Dachau:35-Jährige soll versucht haben, Ehemann zu töten

Lesezeit: 3 min

  • In Dachau steht eine 35-Jährige vor Gericht, weil sie nach einem Streit versucht haben soll, ihren Mann zu töten.
  • Laut Staatsanwaltschaft stach sie mindestens sieben Mal zu. An die Tat kann sie sich nicht erinnern, sagt die Frau.
  • Der Ehemann war mehrfach ausgerastet. Sie schildert ihre Ehe als Martyrium mit Schlägen, Erniedrigungen und voller Angst.

Von Andreas Salch, Dachau / München

Sie wollte ihren Mann mit einem Küchenmesser töten, als er schlief. Julia S. ( Name geändert), Mutter zweier Kinder aus Dachau, stach in den frühen Morgenstunden des 3. August vorigen Jahres laut Staatsanwaltschaft mindestens sieben Mal zu. In den Oberkörper und einen Oberarm. Doch dann soll die 35-Jährige Mitleid mit ihrem ein Jahr älteren Mann bekommen haben. Er blutete sehr stark. Sie setzte einen Notruf ab. Ärzten gelang es, das Leben des Familienvaters zu retten.

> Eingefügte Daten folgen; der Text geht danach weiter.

use std::collections::BTreeMap;

use tracing::{debug, info, warn};

use crate::action::{DecomposeMode, TransitionEvent};
use crate::codec::{decode_text, encode_text};
use crate::decompose::{random_rotation, scatter_positions, swap_cycle, DecompositionArea};
use crate::error::SessionError;
use crate::game::{angle_matches, distance_2d, name_seed, normalize_angle, rotate_vec, scramble_seed, PUZZLE_SEED};
use crate::grid::{Bounds, GeometryProvider, PieceList, Transform};
use crate::rules::{SessionRules, DRAG_TILT_LIMIT_DEG};
use crate::snapshot::{
    PieceRecord, PlacedRecord, PositionsRecord, ProgressKeys, PLACED_RECORD_VERSION,
    POSITIONS_RECORD_VERSION,
};
use crate::state::{Group, GroupId, Piece, PieceId, SessionState};
use crate::store::{ProgressStore, StoreError};
use crate::timer::Timer;

#[derive(Clone, Debug)]
struct Hold {
    primary: PieceId,
    members: Vec<PieceId>,
    /// Member position minus primary position.
    offsets: Vec<[f32; 2]>,
    /// Primary position minus pointer at grab time.
    grab_offset: [f32; 2],
    start: Vec<Transform>,
    /// Member depth minus pointer depth at grab time, used with `fully_in_3d`.
    depth: Vec<f32>,
    /// Member depth to settle at on release.
    release_z: Vec<f32>,
    last_pointer: [f32; 3],
    last_x: f32,
}

/// What `load` found in the store. Misses and failures both fall back to
/// rule defaults; failures are worth surfacing to the player.
#[derive(Debug, Default)]
pub struct LoadReport {
    pub restored_positions: bool,
    pub misses: Vec<String>,
    pub failures: Vec<(String, StoreError)>,
}

impl LoadReport {
    pub fn is_clean(&self) -> bool {
        self.failures.is_empty()
    }

    fn miss(&mut self, key: String) {
        info!(key = %key, "no saved value, using default");
        self.misses.push(key);
    }

    fn fail(&mut self, key: String, err: StoreError) {
        warn!(key = %key, error = %err, "saved value unreadable, using default");
        self.failures.push((key, err));
    }
}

Hätte Julia S., die sich seit diesem Mittwoch vor dem Landgericht München II verantworten muss, keine Hilfe geholt, wäre sie wohl wegen versuchten Mordes angeklagt worden. Doch so lautet die Anklage lediglich auf gefährliche Körperverletzung. Seit der Tat sitzt sie in Untersuchungshaft.

Ihr Mann sei ein Trinker, erniedrige, beleidige und schlage sie immer wieder

Es ist kurz nach 9.30 Uhr, als Julia S. von zwei Wachtmeisterinnen in den Gerichtssaal B 266 geführt wird. Sie ist mittelgroß, zierlich und fast ganz in Schwarz gekleidet. Ihr Gesicht ist fahl. In der rechten Hand hält sie einen weißen Rosenkranz. Am Mittelscheitel der 35-Jährigen sind ihre sonst schwarzen Haare bereits grau. Vor sich auf die Anklagebank legt Julia S. eine Packung Taschentücher.

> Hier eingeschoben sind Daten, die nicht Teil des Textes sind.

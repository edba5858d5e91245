use std::error::Error;
use std::fs;
use std::path::{Path, PathBuf};
use std::rc::Rc;

use clap::{Parser, Subcommand};
use jigsaw_kit::{
    cleanup, format_elapsed, list_saved, mark_saved, puzzle_name, ControllerHooks, FileStore,
    Notice, SessionController,
};
use jigsaw_kit_core::{
    GeometryProvider, GridLayout, ProgressStore, PuzzleSession, SessionRules, SessionState,
};
use rand::{Rng, SeedableRng};
use tracing::{debug, info, warn};
use tracing_subscriber::EnvFilter;

mod bot;

#[derive(Parser)]
#[command(name = "jigsaw-kit", version, about = "Headless tools for jigsaw puzzle progress")]
struct Cli {
    #[arg(long, global = true, env = "JIGSAW_STORE_PATH", default_value = "jigsaw-kit.store")]
    store: PathBuf,
    /// JSON file with session rules. Missing fields take their defaults.
    #[arg(long, global = true, env = "JIGSAW_RULES")]
    rules: Option<PathBuf>,
    #[command(subcommand)]
    command: Commands,
}

#[derive(Subcommand)]
enum Commands {
    /// Let the solver bot play a puzzle to the end and save the result.
    Solve {
        #[command(flatten)]
        puzzle: PuzzleArgs,
        #[command(flatten)]
        bot: bot::BotArgs,
    },
    Saves {
        #[command(subcommand)]
        command: SavesCommand,
    },
    /// Forget placed pieces and scramble again.
    Reset {
        #[command(flatten)]
        puzzle: PuzzleArgs,
    },
}

#[derive(Subcommand)]
enum SavesCommand {
    List {
        #[arg(long = "image")]
        images: Vec<String>,
        #[arg(long, default_value_t = 64)]
        max: usize,
    },
    Clear {
        name: String,
        /// Also drop hints and timer values.
        #[arg(long)]
        all: bool,
    },
}

#[derive(clap::Args, Clone, Debug)]
struct PuzzleArgs {
    #[arg(long, default_value = "sample")]
    image: String,
    #[arg(long, default_value_t = 4)]
    cols: u32,
    #[arg(long, default_value_t = 3)]
    rows: u32,
    #[arg(long, default_value_t = 1.0)]
    piece_size: f32,
    /// Scramble seed, decimal or 0x-prefixed hex.
    #[arg(long)]
    seed: Option<String>,
}

impl PuzzleArgs {
    fn layout(&self) -> GridLayout {
        GridLayout::new(self.cols, self.rows, self.piece_size, self.piece_size)
    }
}

fn main() -> Result<(), Box<dyn Error>> {
    init_tracing();
    let cli = Cli::parse();
    let rules = load_rules(cli.rules.as_deref())?;

    match cli.command {
        Commands::Solve { puzzle, bot } => {
            let mut controller = open_controller(&cli.store, rules, &puzzle)?;
            let mut bot = bot::SolverBot::new(bot);
            let outcome = bot.solve(&mut controller);
            record_progress(&mut controller, &puzzle)?;
            controller.on_quit()?;
            let Some(session) = controller.session() else {
                return Ok(());
            };
            let elapsed = format_elapsed(session.timer().state().elapsed);
            match outcome {
                bot::Outcome::Assembled { frames } => {
                    println!("{}: assembled after {frames} frames ({elapsed})", session.name())
                }
                bot::Outcome::OutOfTime { frames } => {
                    println!("{}: time ran out after {frames} frames", session.name())
                }
                bot::Outcome::GaveUp { frames } => println!(
                    "{}: stopped after {frames} frames, {} pieces left",
                    session.name(),
                    session.pieces_left()
                ),
            }
        }
        Commands::Saves { command } => match command {
            SavesCommand::List { images, max } => {
                let store = FileStore::open(&cli.store)?;
                let images: Vec<&str> = images.iter().map(String::as_str).collect();
                let saved = list_saved(&store, &images, max);
                if saved.is_empty() {
                    println!("no saved puzzles");
                }
                for entry in saved {
                    println!("{} ({} {}x{})", entry.name, entry.image, entry.cols, entry.rows);
                }
            }
            SavesCommand::Clear { name, all } => {
                let mut store = FileStore::open(&cli.store)?;
                if all {
                    PuzzleSession::new(name.as_str(), rules).clear_saved(&mut store)?;
                } else {
                    cleanup(&mut store, &name)?;
                }
                store.flush()?;
                println!("cleared: {name}");
            }
        },
        Commands::Reset { puzzle } => {
            let mut controller = open_controller(&cli.store, rules, &puzzle)?;
            controller.restart_puzzle()?;
            if let Some(store) = controller.store_mut() {
                cleanup(store, &puzzle_name(&puzzle.image, puzzle.cols, puzzle.rows))?;
            }
            controller.on_quit()?;
            if let Some(session) = controller.session() {
                println!("reset: {}", session.name());
            }
        }
    }

    Ok(())
}

fn init_tracing() {
    let filter = EnvFilter::try_from_default_env().unwrap_or_else(|_| EnvFilter::new("info"));
    tracing_subscriber::fmt()
        .with_env_filter(filter)
        .with_target(false)
        .with_writer(std::io::stderr)
        .compact()
        .init();
}

fn load_rules(path: Option<&Path>) -> Result<SessionRules, Box<dyn Error>> {
    let Some(path) = path else {
        return Ok(SessionRules::default());
    };
    let raw = fs::read_to_string(path)?;
    let rules = SessionRules::from_json(&raw)?;
    info!(path = %path.display(), "rules loaded");
    Ok(rules)
}

fn open_controller(
    store_path: &Path,
    rules: SessionRules,
    puzzle: &PuzzleArgs,
) -> Result<SessionController, Box<dyn Error>> {
    let layout = puzzle.layout();
    let store = FileStore::open(store_path)?;
    let name = puzzle_name(&puzzle.image, puzzle.cols, puzzle.rows);
    let mut session = PuzzleSession::new(name, rules);
    if let Some(raw) = puzzle.seed.as_deref() {
        session = session.with_seed(parse_seed_arg(raw)?);
    }
    session.prepare(layout.piece_count(), &layout)?;

    let mut controller = SessionController::new(log_hooks());
    controller.attach_store(Box::new(store));
    controller.attach_puzzle(session);
    controller.init()?;
    if let Some(session) = controller.session() {
        if session.state() == SessionState::Assembled {
            info!(name = session.name(), "puzzle already assembled");
        }
    }
    Ok(controller)
}

/// List the puzzle under `saves list` once it has been played.
fn record_progress(
    controller: &mut SessionController,
    puzzle: &PuzzleArgs,
) -> Result<(), Box<dyn Error>> {
    let played = controller.session().is_some_and(|session| {
        session.pieces_left() < session.pieces().len() || session.timer().state().elapsed > 0.0
    });
    if !played {
        return Ok(());
    }
    if let Some(store) = controller.store_mut() {
        mark_saved(store, &puzzle.image, puzzle.cols, puzzle.rows)?;
    }
    Ok(())
}

fn log_hooks() -> ControllerHooks {
    ControllerHooks {
        on_transition: Rc::new(|event| debug!(?event, "transition")),
        on_effect: Rc::new(|_| {}),
        on_lose: Rc::new(|| info!("lost: time is up")),
        on_notice: Rc::new(|notice| match notice {
            Notice::PersistenceFailed { key, message } => {
                warn!(key = %key, message = %message, "progress not saved")
            }
        }),
    }
}

fn random_seed() -> u64 {
    rand::rng().random()
}

fn seeded_rng(seed: Option<u64>) -> rand::rngs::StdRng {
    let seed = seed.unwrap_or_else(random_seed);
    debug!(seed, "bot rng seeded");
    rand::rngs::StdRng::seed_from_u64(seed)
}

fn parse_seed_arg(raw: &str) -> Result<u32, Box<dyn Error>> {
    let trimmed = raw.trim();
    let value = if let Some(hex) = trimmed.strip_prefix("0x").or_else(|| trimmed.strip_prefix("0X"))
    {
        u32::from_str_radix(hex, 16)?
    } else {
        trimmed.parse::<u32>()?
    };
    Ok(value)
}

Als sie zu erzählen beginnt, was in der Nacht auf den 3. August vorigen Jahres geschehen ist, spricht sie mit tränenerstickter Stimme. Ihre Ehe schildert sie als ein Martyrium. Ihr Mann erniedrige und beleidige sie. Er sei ein Trinker. Immer dann, wenn er mehr als genug hatte, soll der 36-Jährige seine Frau brutal geschlagen haben. Einmal, so berichtet die Angeklagte, habe er ihr das Nasenbein gebrochen. Während ihrer Vernehmung bricht die Dachauerin immer wieder in Tränen aus und schluchzt.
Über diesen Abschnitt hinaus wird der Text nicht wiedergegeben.